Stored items

○ ○ ○

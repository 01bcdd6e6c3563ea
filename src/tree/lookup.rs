//! Lookup: find, min and max.

use std::cmp::Ordering;

use super::{NodeId, RedBlackTree, Side};
use crate::error::TreeError;

impl<K: Copy> RedBlackTree<K> {
    /// Returns the key stored in a node.
    ///
    /// # Errors
    ///
    /// Returns [`TreeError::StaleHandle`] if the node has been erased.
    ///
    /// # Examples
    ///
    /// ```rust
    /// use redblack::tree::RedBlackTree;
    ///
    /// let mut tree = RedBlackTree::new();
    /// let root = tree.insert(5).unwrap();
    /// assert_eq!(tree.key(root).unwrap(), 5);
    /// ```
    pub fn key(&self, id: NodeId) -> Result<K, TreeError> {
        self.resolve(id).map(|index| self.node(index).key)
    }

    /// Returns the node with the smallest key, or `None` if the tree is empty.
    ///
    /// Among equal smallest keys, the one inserted first is returned.
    ///
    /// # Complexity
    ///
    /// O(log N)
    ///
    /// # Examples
    ///
    /// ```rust
    /// use redblack::tree::RedBlackTree;
    ///
    /// let mut tree = RedBlackTree::new();
    /// tree.try_extend([3, 1, 2]).unwrap();
    ///
    /// let min = tree.min().unwrap();
    /// assert_eq!(tree.key(min).unwrap(), 1);
    /// ```
    #[must_use]
    pub fn min(&self) -> Option<NodeId> {
        self.root
            .map(|root| self.handle(self.subtree_extreme(root, Side::Left)))
    }

    /// Returns the node with the largest key, or `None` if the tree is empty.
    ///
    /// # Complexity
    ///
    /// O(log N)
    ///
    /// # Examples
    ///
    /// ```rust
    /// use redblack::tree::RedBlackTree;
    ///
    /// let mut tree = RedBlackTree::new();
    /// tree.try_extend([3, 1, 2]).unwrap();
    ///
    /// let max = tree.max().unwrap();
    /// assert_eq!(tree.key(max).unwrap(), 3);
    /// ```
    #[must_use]
    pub fn max(&self) -> Option<NodeId> {
        self.root
            .map(|root| self.handle(self.subtree_extreme(root, Side::Right)))
    }

    /// Walks from `subtree_root` along `side` links until there are none left.
    pub(super) fn subtree_extreme(&self, subtree_root: usize, side: Side) -> usize {
        let mut cursor = subtree_root;
        while let Some(next) = self.child_of(cursor, side) {
            cursor = next;
        }
        cursor
    }
}

impl<K: Ord + Copy> RedBlackTree<K> {
    /// Returns a node holding `key`, or `None` if there is none.
    ///
    /// When several nodes hold `key`, the first one met on the way down from
    /// the root is returned.
    ///
    /// # Complexity
    ///
    /// O(log N)
    ///
    /// # Examples
    ///
    /// ```rust
    /// use redblack::tree::RedBlackTree;
    ///
    /// let mut tree = RedBlackTree::new();
    /// tree.try_extend([10, 5, 8]).unwrap();
    ///
    /// let node = tree.find(&8).unwrap();
    /// assert_eq!(tree.key(node).unwrap(), 8);
    /// assert_eq!(tree.find(&9), None);
    /// ```
    #[must_use]
    pub fn find(&self, key: &K) -> Option<NodeId> {
        let mut cursor = self.root;
        while let Some(current) = cursor {
            cursor = match key.cmp(&self.node(current).key) {
                Ordering::Equal => return Some(self.handle(current)),
                Ordering::Less => self.child_of(current, Side::Left),
                Ordering::Greater => self.child_of(current, Side::Right),
            };
        }
        None
    }

    /// Returns `true` if some node holds `key`.
    #[must_use]
    pub fn contains(&self, key: &K) -> bool {
        self.find(key).is_some()
    }
}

○ ○ ○

WHAT THIS TASK INVOLVES
The records need to be copied exactly, with no line left out.

RESPONSE FOR THIS EXERCISE
repository 01bcdd6e6c3563ea
filename src/tree/lookup.rs
//! Lookup: find, min and max.

use std::cmp::Ordering;

use super::{NodeId, RedBlackTree, Side};
use crate::error::TreeError;

impl<K: Copy> RedBlackTree<K> {
    /// Returns the key stored in a node.
    ///
    /// # Errors
    ///
    /// Returns [`TreeError::StaleHandle`] if the node has been erased.
    ///
    /// # Examples
    ///
    /// ```rust
    /// use redblack::tree::RedBlackTree;
    ///
    /// let mut tree = RedBlackTree::new();
    /// let root = tree.insert(5).unwrap();
    /// assert_eq!(tree.key(root).unwrap(), 5);
    /// ```
    pub fn key(&self, id: NodeId) -> Result<K, TreeError> {
        self.resolve(id).map(|index| self.node(index).key)
    }

    /// Returns the node with the smallest key, or `None` if the tree is empty.
    ///
    /// Among equal smallest keys, the one inserted first is returned.
    ///
    /// # Complexity
    ///
    /// O(log N)
    ///
    /// # Examples
    ///
    /// ```rust
    /// use redblack::tree::RedBlackTree;
    ///
    /// let mut tree = RedBlackTree::new();
    /// tree.try_extend([3, 1, 2]).unwrap();
    ///
    /// let min = tree.min().unwrap();
    /// assert_eq!(tree.key(min).unwrap(), 1);
    /// ```
    #[must_use]
    pub fn min(&self) -> Option<NodeId> {
        self.root
            .map(|root| self.handle(self.subtree_extreme(root, Side::Left)))
    }

    /// Returns the node with the largest key, or `None` if the tree is empty.
    ///
    /// # Complexity
    ///
    /// O(log N)
    ///
    /// # Examples
    ///
    /// ```rust
    /// use redblack::tree::RedBlackTree;
    ///
    /// let mut tree = RedBlackTree::new();
    /// tree.try_extend([3, 1, 2]).unwrap();
    ///
    /// let max = tree.max().unwrap();
    /// assert_eq!(tree.key(max).unwrap(), 3);
    /// ```
    #[must_use]
    pub fn max(&self) -> Option<NodeId> {
        self.root
            .map(|root| self.handle(self.subtree_extreme(root, Side::Right)))
    }

    /// Walks from `subtree_root` along `side` links until there are none left.
    pub(super) fn subtree_extreme(&self, subtree_root: usize, side: Side) -> usize {
        let mut cursor = subtree_root;
        while let Some(next) = self.child_of(cursor, side) {
            cursor = next;
        }
        cursor
    }
}

impl<K: Ord + Copy> RedBlackTree<K> {
    /// Returns a node holding `key`, or `None` if there is none.
    ///
    /// When several nodes hold `key`, the first one met on the way down from
    /// the root is returned.
    ///
    /// # Complexity
    ///
    /// O(log N)
    ///
    /// # Examples
    ///
    /// ```rust
    /// use redblack::tree::RedBlackTree;
    ///
    /// let mut tree = RedBlackTree::new();
    /// tree.try_extend([10, 5, 8]).unwrap();
    ///
    /// let node = tree.find(&8).unwrap();
    /// assert_eq!(tree.key(node).unwrap(), 8);
    /// assert_eq!(tree.find(&9), None);
    /// ```
    #[must_use]
    pub fn find(&self, key: &K) -> Option<NodeId> {
        let mut cursor = self.root;
        while let Some(current) = cursor {
            cursor = match key.cmp(&self.node(current).key) {
                Ordering::Equal => return Some(self.handle(current)),
                Ordering::Less => self.child_of(current, Side::Left),
                Ordering::Greater => self.child_of(current, Side::Right),
            };
        }
        None
    }

    /// Returns `true` if some node holds `key`.
    #[must_use]
    pub fn contains(&self, key: &K) -> bool {
        self.find(key).is_some()
    }
}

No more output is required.